Apelamos a todos os Estados e doadores que:

  • Pressionem Israel a pôr fim à instrumentalização da ajuda, incluindo através de obstruções burocráticas, como os procedimentos de registo das ONG internacionais.
  • Insistam que as ONG internacionais não sejam obrigadas a partilhar informações pessoais sensíveis, em violação do Regulamento Geral sobre a Proteção de Dados (RGPD), nem a comprometer a segurança ou independência do pessoal como condição para a entrega de ajuda.
  • Exijam a abertura imediata e incondicional de todas as passagens terrestres e condições para a entrega de ajuda humanitária essencial.

 

Notas:
● O território Palestiniano ocupado é o cenário mais mortal para trabalhadores humanitários em todo o mundo, com o pessoal palestiniano a representar 98% das mortes de trabalhadores humanitários: 509 das 517 mortes ocorridas entre 2023-2025, segundo a Aid Worker Security Database.
● A 6 de maio, 55 organizações alertaram que as novas medidas de registo de ONG internacionais impostas por Israel representam uma grave ameaça às operações humanitárias e ao direito internacional.
● A 1 de julho, mais de 200 organizações apelaram a uma ação imediata para pôr fim ao esquema de distribuição mortífero de Israel, incluindo o chamado “GHF” em Gaza, regressar aos mecanismos de coordenação liderados pela ONU e levantar o bloqueio do governo israelita à ajuda e aos bens comerciais.
● A 23 de julho, mais de 100 organizações alertaram que, à medida que a fome em massa se espalha por Gaza, os nossos colegas e as pessoas que servimos estão a definhar.
● A 29 de julho, a Classificação Integrada da Fase de Segurança Alimentar (IPC) escreveu que o pior cenário de fome está atualmente a desenrolar-se na Faixa de Gaza.
● Israel tem negado sistematicamente que esteja a restringir a quantidade de ajuda permitida em Gaza, incluindo durante o mês de julho de 2025, quando a maioria das recusas mencionadas nesta declaração foi emitida.
● A 31 de julho, o ACNUDH escreveu que, desde 27 de maio, pelo menos 1.373 palestinianos foram mortos enquanto procuravam alimentos; 859 nas imediações dos locais “GHF” e 514 ao longo das rotas dos comboios alimentares. A maioria destas mortes foi causada pelas forças israelitas.
● A 4 de agosto, um enfermeiro palestiniano em Gaza foi morto quando um lançamento aéreo o atingiu.
● A 5 de agosto, foi noticiado que as autoridades israelitas estavam a planear a ocupação total da Faixa de Gaza.
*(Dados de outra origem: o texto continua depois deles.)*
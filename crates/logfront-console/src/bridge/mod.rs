//! Providers forwarding to other logging ecosystems.
//!
//! - [`LogBridgeProvider`]: records go to whatever `log` backend is installed
//! - [`TracingProvider`]: records become `tracing` events
//!
//! Both map [`Level`](logfront_core::Level) one to one onto the target
//! ecosystem's levels and defer enablement to it, so a disabled bridge costs
//! one filter check.

mod log_bridge;
mod tracing_bridge;

use std::error::Error;
use std::fmt;

pub use log_bridge::{LogBridgeLogger, LogBridgeProvider};
pub use tracing_bridge::{TracingLogger, TracingProvider};

/// Displays an error followed by its sources, joined with `": "`.
pub(crate) struct ErrorChain<'a>(pub(crate) &'a (dyn Error + 'static));

impl fmt::Display for ErrorChain<'_> {
    fn fmt(&self, f: &mut fmt::Formatter<'_>) -> fmt::Result {
        write!(f, "{}", self.0)?;
        let mut source = self.0.source();
        while let Some(err) = source {
            write!(f, ": {err}")?;
            source = err.source();
        }
        Ok(())
    }
}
● A 6 de agosto, agências da ONU e ONG alertaram que, sem ação imediata, a maioria dos parceiros internacionais poderá ser desregistado por Israel nas próximas semanas.
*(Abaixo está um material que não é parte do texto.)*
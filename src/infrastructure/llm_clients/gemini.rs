use super::LLMClient;
use crate::domain::chat::{ChatRole, ChatTurn};
use crate::domain::error::{AppError, Result};
use crate::domain::llm_config::LLMConfig;
use async_trait::async_trait;
use serde::{Deserialize, Serialize};

#[derive(Serialize)]
struct GeminiRequest {
    contents: Vec<GeminiContent>,
    #[serde(rename = "systemInstruction", skip_serializing_if = "Option::is_none")]
    system_instruction: Option<GeminiContent>,
    #[serde(rename = "generationConfig", skip_serializing_if = "Option::is_none")]
    generation_config: Option<GenerationConfig>,
}

#[derive(Serialize)]
struct GeminiContent {
    parts: Vec<GeminiPart>,
    #[serde(skip_serializing_if = "Option::is_none")]
    role: Option<String>,
}

#[derive(Serialize)]
struct GeminiPart {
    text: String,
}

#[derive(Serialize)]
struct GenerationConfig {
    temperature: f64,
    #[serde(rename = "maxOutputTokens", skip_serializing_if = "Option::is_none")]
    max_output_tokens: Option<u32>,
    #[serde(rename = "responseMimeType", skip_serializing_if = "Option::is_none")]
    response_mime_type: Option<String>,
    #[serde(rename = "responseSchema", skip_serializing_if = "Option::is_none")]
    response_schema: Option<serde_json::Value>,
}

#[derive(Deserialize)]
struct GeminiResponse {
    candidates: Vec<GeminiCandidate>,
}

#[derive(Deserialize)]
struct GeminiCandidate {
    content: GeminiCandidateContent,
}

#[derive(Deserialize)]
struct GeminiCandidateContent {
    parts: Vec<GeminiCandidatePart>,
}

#[derive(Deserialize)]
struct GeminiCandidatePart {
    text: String,
}

pub struct GeminiClient {
    client: reqwest::Client,
}

impl GeminiClient {
    pub fn new() -> Self {
        Self {
            client: reqwest::Client::builder()
                .timeout(std::time::Duration::from_secs(120))
                .build()
                .unwrap_or_else(|_| reqwest::Client::new()),
        }
    }

    fn api_key(config: &LLMConfig) -> Result<String> {
        config
            .api_key
            .clone()
            .ok_or_else(|| AppError::LLMError("Missing API key for Gemini provider".to_string()))
    }

    fn endpoint(config: &LLMConfig, api_key: &str) -> String {
        let base_url = config.base_url.trim_end_matches('/');
        format!(
            "{}/{}:generateContent?key={}",
            base_url,
            config.model.trim(),
            api_key
        )
    }

    fn turn_content(turn: &ChatTurn) -> GeminiContent {
        let role = match turn.role {
            ChatRole::User => "user",
            ChatRole::Model => "model",
        };
        GeminiContent {
            parts: vec![GeminiPart {
                text: turn.text.clone(),
            }],
            role: Some(role.to_string()),
        }
    }

    async fn call(&self, url: &str, body: &GeminiRequest) -> Result<String> {
        let response = self
            .client
            .post(url)
            .header("Content-Type", "application/json")
            .json(body)
            .send()
            .await
            .map_err(|e| AppError::LLMError(format!("Request failed: {}", e)))?;

        if !response.status().is_success() {
            let status = response.status();
            let text = response.text().await.unwrap_or_default();
            return Err(AppError::LLMError(format!(
                "API error ({}): {}",
                status, text
            )));
        }

        let json: GeminiResponse = response
            .json()
            .await
            .map_err(|e| AppError::LLMError(format!("Failed to parse JSON: {}", e)))?;

        json.candidates
            .first()
            .and_then(|candidate| candidate.content.parts.first())
            .map(|part| part.text.clone())
            .ok_or_else(|| AppError::LLMError("Invalid response format".to_string()))
    }
}

impl Default for GeminiClient {
    fn default() -> Self {
        Self::new()
    }
}

#[async_trait]
impl LLMClient for GeminiClient {
    async fn generate(
        &self,
        config: &LLMConfig,
        system: &str,
        history: &[ChatTurn],
        user: &str,
    ) -> Result<String> {
        let api_key = Self::api_key(config)?;
        let url = Self::endpoint(config, &api_key);

        let mut contents: Vec<GeminiContent> = history.iter().map(Self::turn_content).collect();
        contents.push(Self::turn_content(&ChatTurn::user(user)));

        let system_instruction = if system.trim().is_empty() {
            None
        } else {
            Some(GeminiContent {
                parts: vec![GeminiPart {
                    text: system.to_string(),
                }],
                role: None,
            })
        };

        let body = GeminiRequest {
            contents,
            system_instruction,
            generation_config: Some(GenerationConfig {
                temperature: config.temperature.unwrap_or(0.7) as f64,
                max_output_tokens: config.max_tokens,
                response_mime_type: None,
                response_schema: None,
            }),
        };

        self.call(&url, &body).await
    }

    async fn generate_structured(
        &self,
        config: &LLMConfig,
        prompt: &str,
        schema: &serde_json::Value,
    ) -> Result<String> {
        let api_key = Self::api_key(config)?;
        let url = Self::endpoint(config, &api_key);

        let body = GeminiRequest {
            contents: vec![Self::turn_content(&ChatTurn::user(prompt))],
            system_instruction: None,
            generation_config: Some(GenerationConfig {
                temperature: config.temperature.unwrap_or(0.7) as f64,
                max_output_tokens: config.max_tokens,
                response_mime_type: Some("application/json".to_string()),
                response_schema: Some(schema.clone()),
            }),
        };

        self.call(&url, &body).await
    }
}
● A 6 de agosto, a Autoridade Holandesa para a Proteção de Dados (DPA) concluiu que os pedidos de informação de Israel no âmbito do processo de registo das ONG internacionais correm o risco de violar o Regulamento Geral sobre a Proteção de Dados (RGPD). A DPA aconselhou que as ONG internacionais não cumprissem esses pedidos, e que a única solução é Israel alterar os seus requisitos e os ministérios relevantes emitirem um protesto formal.
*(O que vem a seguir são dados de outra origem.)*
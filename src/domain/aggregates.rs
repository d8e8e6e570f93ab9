use serde::{Deserialize, Serialize};

use super::laptop::Laptop;

/// One bucket of a grouping operation: a label, a value, and for groupings
/// where it matters, the bucket's member count.
#[derive(Debug, Clone, PartialEq, Serialize, Deserialize)]
pub struct AggregatedData {
    pub label: String,
    pub value: f64,
    #[serde(skip_serializing_if = "Option::is_none")]
    pub count: Option<usize>,
}

impl AggregatedData {
    pub fn new(label: impl Into<String>, value: f64) -> Self {
        Self {
            label: label.into(),
            value,
            count: None,
        }
    }

    pub fn with_count(label: impl Into<String>, value: f64, count: usize) -> Self {
        Self {
            label: label.into(),
            value,
            count: Some(count),
        }
    }
}

/// Headline numbers for the dashboard overview.
#[derive(Debug, Clone, PartialEq, Serialize, Deserialize)]
#[serde(rename_all = "camelCase")]
pub struct DashboardStats {
    pub total_laptops: usize,
    pub avg_price: f64,
    pub most_popular_brand: String,
    pub most_expensive: Option<Laptop>,
}

impl DashboardStats {
    /// Stats for an empty dataset: zero counts and the "not available" brand.
    pub fn empty() -> Self {
        Self {
            total_laptops: 0,
            avg_price: 0.0,
            most_popular_brand: "N/A".to_string(),
            most_expensive: None,
        }
    }
}
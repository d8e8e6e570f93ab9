pub mod app_config;

pub use app_config::{AppConfig, DatasetConfig, ServerConfig};
pub mod use_cases;

pub use use_cases::chat_with_data::ChatWithDataUseCase;
pub use use_cases::ingest_dataset::IngestDatasetUseCase;
pub use use_cases::predict_price::PredictPriceUseCase;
● A 7 de agosto, a MSF publicou um relatório que afirma que as distribuições alimentares em Gaza geridas pelo chamado “GHF” são locais de “assassinato e desumanização orquestrados” que devem ser encerrados.
● A 10 de agosto, a Save the Children reportou a morte de 100 crianças devido à fome em Gaza desde outubro de 2023.
● A 12 de agosto, um grupo de Relatores Especiais da ONU para os direitos humanos publicou uma carta dirigida ao governo israelita, expressando profunda preocupação de que as medidas de registo das ONG internacionais “enfraqueçam a capacidade das ONG internacionais de operar de forma independente e imparcial e de realizar o seu trabalho humanitário e de direitos humanos sem interferência ou receio de represálias” e que “a obrigação de reportar sobre o pessoal das ONG internacionais, no contexto de ocupação, conflito armado e graves violações do direito internacional, pode levantar sérias preocupações de proteção e represálias.”